ANNE McILROY
From Thursday's Globe and Mail Published on Thursday, Oct. 02, 2008 4:56AM EDT Last updated on Tuesday, Mar. 31, 2009 8:52PM EDT
It has been more than three decades since Al Lakusta noticed giant ribs poking out of an embankment during a fall hike along Pipestone Creek, southwest of Grand Prairie, Alta.
The junior high school science teacher knew the dark brown bones had belonged to a dinosaur, but he has waited half a lifetime to learn the identity of the mysterious creature he found that sunny day in the mid-1970s.
Yesterday, University of Alberta paleontologist Philip Currie and his colleagues finally announced that Mr. Lakusta had in fact discovered a new species, a vegetarian the size of a rhinoceros with a frill on the back of its skull and one or more long, stumpy horns sprouting from the front.

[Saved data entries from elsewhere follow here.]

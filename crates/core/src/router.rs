//! View routing: which screen shows an event in a given state

use serde::{Deserialize, Serialize};

use crate::models::{EventStatus, EventType};

/// Screens the presentation layer can show for an event
#[derive(Debug, Clone, Copy, PartialEq, Eq, Hash, Serialize, Deserialize)]
#[serde(rename_all = "snake_case")]
pub enum ScreenKey {
    Setup,
    Invite,
    Voting,
    MenuPick,
    RoleAssign,
    DishBoard,
    Dashboard,
    Shopping,
    Cooking,
    Summary,
    Cancelled,
}

/// Table lookup from (type, status) to screen
pub fn screen_for(event_type: EventType, status: EventStatus) -> ScreenKey {
    use EventStatus as S;
    use EventType as T;

    match (event_type, status) {
        (_, S::Planning) => ScreenKey::Setup,
        (_, S::Invite) => ScreenKey::Invite,
        (T::Roast, S::Voting) => ScreenKey::Voting,
        (T::Party, S::MenuPick) => ScreenKey::MenuPick,
        (T::Party, S::RoleAssign) => ScreenKey::RoleAssign,
        (T::Potluck, S::DishClaiming) => ScreenKey::DishBoard,
        (_, S::Shopping) => ScreenKey::Shopping,
        (_, S::Cooking) => ScreenKey::Cooking,
        (_, S::Done) => ScreenKey::Summary,
        (_, S::Cancelled) => ScreenKey::Cancelled,
        _ => ScreenKey::Dashboard,
    }
}

/// Screen to open when an event is loaded from storage
///
/// Coarser than [`screen_for`]: only setup and voting get their own entry
/// point, everything else resumes on the dashboard.
pub fn resume_screen(status: EventStatus) -> ScreenKey {
    match status {
        EventStatus::Planning => ScreenKey::Setup,
        EventStatus::Voting => ScreenKey::Voting,
        _ => ScreenKey::Dashboard,
    }
}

At a ceremony last night, the scientists told a surprised Mr. Lakusta, now 66 and retired, that they are naming the beast after him. The Pipestone creek dinosaur will henceforth be known as Pachyrhinosaurus lakustai.
Pachyrhinosaurus means thick-nosed lizard, but lakusta i is in honour of Mr. Lakusta's determination and hard work. It is also a recognition of the importance of what he unearthed.
The dinosaur bone bed he found is exceptional, and contained 27 individual creatures, including youngsters. They died together 72.5 million years ago, perhaps crossing a river or in a catastrophic flood.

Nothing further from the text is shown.